*** Opening Source information ***

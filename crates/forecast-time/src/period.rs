//! Period units used to express forecast offsets.
//!
//! All offsets inside one time coordinate share a single [`PeriodUnit`].
//! Units map onto GRIB2 code table 4.4 ("indicator of unit of time range").

use std::fmt;
use std::str::FromStr;

use chrono::{DateTime, Datelike, Utc};
use serde::{Deserialize, Serialize};

use crate::error::{CoordError, Result};

/// The calendar field a period unit counts.
#[derive(Debug, Clone, Copy, PartialEq, Eq, Hash, PartialOrd, Ord, Serialize, Deserialize)]
#[serde(rename_all = "lowercase")]
pub enum PeriodField {
    Second,
    Minute,
    Hour,
    Day,
    Month,
    Year,
}

impl PeriodField {
    /// Length in seconds, for fields with a fixed length.
    pub fn fixed_seconds(&self) -> Option<i64> {
        match self {
            Self::Second => Some(1),
            Self::Minute => Some(60),
            Self::Hour => Some(3_600),
            Self::Day => Some(86_400),
            Self::Month | Self::Year => None,
        }
    }

    pub fn name(&self) -> &'static str {
        match self {
            Self::Second => "second",
            Self::Minute => "minute",
            Self::Hour => "hour",
            Self::Day => "day",
            Self::Month => "month",
            Self::Year => "year",
        }
    }

    fn parse(s: &str) -> Option<Self> {
        match s {
            "s" | "sec" | "second" | "seconds" => Some(Self::Second),
            "min" | "minute" | "minutes" => Some(Self::Minute),
            "h" | "hr" | "hour" | "hours" => Some(Self::Hour),
            "d" | "day" | "days" => Some(Self::Day),
            "month" | "months" => Some(Self::Month),
            "y" | "year" | "years" => Some(Self::Year),
            _ => None,
        }
    }
}

/// A named duration unit, e.g. "hour" or "6 hours".
#[derive(Debug, Clone, Copy, PartialEq, Eq, Hash, Serialize, Deserialize)]
#[serde(try_from = "String", into = "String")]
pub struct PeriodUnit {
    field: PeriodField,
    value: u32,
}

impl PeriodUnit {
    pub const SECOND: PeriodUnit = PeriodUnit::of(PeriodField::Second);
    pub const MINUTE: PeriodUnit = PeriodUnit::of(PeriodField::Minute);
    pub const HOUR: PeriodUnit = PeriodUnit::of(PeriodField::Hour);
    pub const DAY: PeriodUnit = PeriodUnit::of(PeriodField::Day);

    const fn of(field: PeriodField) -> Self {
        Self { field, value: 1 }
    }

    /// Create a unit of `value` times `field`. A zero multiplier is rejected.
    pub fn new(field: PeriodField, value: u32) -> Result<Self> {
        if value == 0 {
            return Err(CoordError::InvalidPeriodUnit(format!(
                "zero-length {} unit",
                field.name()
            )));
        }
        Ok(Self { field, value })
    }

    pub fn field(&self) -> PeriodField {
        self.field
    }

    pub fn value(&self) -> u32 {
        self.value
    }

    /// Length of the unit in seconds, if it has a fixed length.
    pub fn seconds(&self) -> Option<i64> {
        self.field.fixed_seconds().map(|s| s * i64::from(self.value))
    }

    /// Map a GRIB2 code table 4.4 entry to a unit.
    pub fn from_grib_code(code: u8) -> Option<Self> {
        let (field, value) = match code {
            0 => (PeriodField::Minute, 1),
            1 => (PeriodField::Hour, 1),
            2 => (PeriodField::Day, 1),
            3 => (PeriodField::Month, 1),
            4 => (PeriodField::Year, 1),
            5 => (PeriodField::Year, 10),
            6 => (PeriodField::Year, 30),
            7 => (PeriodField::Year, 100),
            10 => (PeriodField::Hour, 3),
            11 => (PeriodField::Hour, 6),
            12 => (PeriodField::Hour, 12),
            13 => (PeriodField::Second, 1),
            _ => return None,
        };
        Some(Self { field, value })
    }

    /// The GRIB2 code table 4.4 entry for this unit, if there is one.
    pub fn grib_code(&self) -> Option<u8> {
        match (self.field, self.value) {
            (PeriodField::Minute, 1) => Some(0),
            (PeriodField::Hour, 1) => Some(1),
            (PeriodField::Day, 1) => Some(2),
            (PeriodField::Month, 1) => Some(3),
            (PeriodField::Year, 1) => Some(4),
            (PeriodField::Year, 10) => Some(5),
            (PeriodField::Year, 30) => Some(6),
            (PeriodField::Year, 100) => Some(7),
            (PeriodField::Hour, 3) => Some(10),
            (PeriodField::Hour, 6) => Some(11),
            (PeriodField::Hour, 12) => Some(12),
            (PeriodField::Second, 1) => Some(13),
            _ => None,
        }
    }

    /// Number of whole units from `from` to `to`.
    ///
    /// Any remainder smaller than one unit is truncated toward zero, so a
    /// runtime 90 minutes after the first one sits at offset 1 on an hourly
    /// axis. Month and year units count calendar months.
    pub fn offset_between(&self, from: DateTime<Utc>, to: DateTime<Utc>) -> i64 {
        match self.seconds() {
            Some(unit_secs) => (to - from).num_seconds() / unit_secs,
            None => {
                let months = calendar_months_between(from, to);
                let per_unit = match self.field {
                    PeriodField::Year => 12 * i64::from(self.value),
                    _ => i64::from(self.value),
                };
                months / per_unit
            }
        }
    }

    /// Like [`offset_between`](Self::offset_between), checked against the
    /// `i32` offset range.
    pub fn offset_between_i32(&self, from: DateTime<Utc>, to: DateTime<Utc>) -> Result<i32> {
        let offset = self.offset_between(from, to);
        i32::try_from(offset).map_err(|_| {
            CoordError::offset_overflow(format!(
                "{} {} between {} and {}",
                offset, self, from, to
            ))
        })
    }

    /// Rescale an offset expressed in `from` units into this unit.
    ///
    /// Only fixed-length units convert into each other; sub-unit remainders
    /// are truncated toward zero. Calendar units only convert to themselves.
    pub fn convert(&self, offset: i32, from: PeriodUnit) -> Option<i32> {
        if from == *self {
            return Some(offset);
        }
        let from_secs = from.seconds()?;
        let to_secs = self.seconds()?;
        let secs = i64::from(offset).checked_mul(from_secs)?;
        i32::try_from(secs / to_secs).ok()
    }

    /// Canonical label for an interval of `length` units, e.g. "6-hour".
    pub fn length_label(&self, length: i64) -> String {
        let total = i128::from(length) * i128::from(self.value);
        format!("{}-{}", total, self.field.name())
    }
}

impl Default for PeriodUnit {
    fn default() -> Self {
        Self::HOUR
    }
}

impl fmt::Display for PeriodUnit {
    fn fmt(&self, f: &mut fmt::Formatter<'_>) -> fmt::Result {
        if self.value == 1 {
            write!(f, "{}", self.field.name())
        } else {
            write!(f, "{} {}s", self.value, self.field.name())
        }
    }
}

impl FromStr for PeriodUnit {
    type Err = CoordError;

    /// Parse "hour", "6 hours", "3-hour", "12h" and similar forms.
    fn from_str(s: &str) -> Result<Self> {
        let lower = s.trim().to_lowercase();
        let digits_end = lower
            .find(|c: char| !c.is_ascii_digit())
            .unwrap_or(lower.len());
        let (digits, rest) = lower.split_at(digits_end);

        let value = if digits.is_empty() {
            1
        } else {
            digits
                .parse::<u32>()
                .map_err(|_| CoordError::InvalidPeriodUnit(s.to_string()))?
        };

        let name = rest.trim_start_matches(|c: char| c == '-' || c == '_' || c.is_whitespace());
        let field =
            PeriodField::parse(name).ok_or_else(|| CoordError::InvalidPeriodUnit(s.to_string()))?;

        Self::new(field, value)
    }
}

impl TryFrom<String> for PeriodUnit {
    type Error = CoordError;

    fn try_from(s: String) -> Result<Self> {
        s.parse()
    }
}

impl From<PeriodUnit> for String {
    fn from(unit: PeriodUnit) -> Self {
        unit.to_string()
    }
}

/// Whole calendar months from `from` to `to`, truncated toward zero.
fn calendar_months_between(from: DateTime<Utc>, to: DateTime<Utc>) -> i64 {
    let mut months = i64::from(to.year() - from.year()) * 12
        + i64::from(to.month() as i32 - from.month() as i32);

    let from_rest = (from.day(), from.time());
    let to_rest = (to.day(), to.time());
    if months > 0 && to_rest < from_rest {
        months -= 1;
    } else if months < 0 && to_rest > from_rest {
        months += 1;
    }
    months
}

*** Closing Source information ***

## Work instruction
Where a line of the records has the string "length", copy that line.

## Solution to the exercise
    /// Length in seconds, for fields with a fixed length.
                "zero-length {} unit",
    /// Length of the unit in seconds, if it has a fixed length.
    /// Only fixed-length units convert into each other; sub-unit remainders
    /// Canonical label for an interval of `length` units, e.g. "6-hour".
    pub fn length_label(&self, length: i64) -> String {
        let total = i128::from(length) * i128::from(self.value);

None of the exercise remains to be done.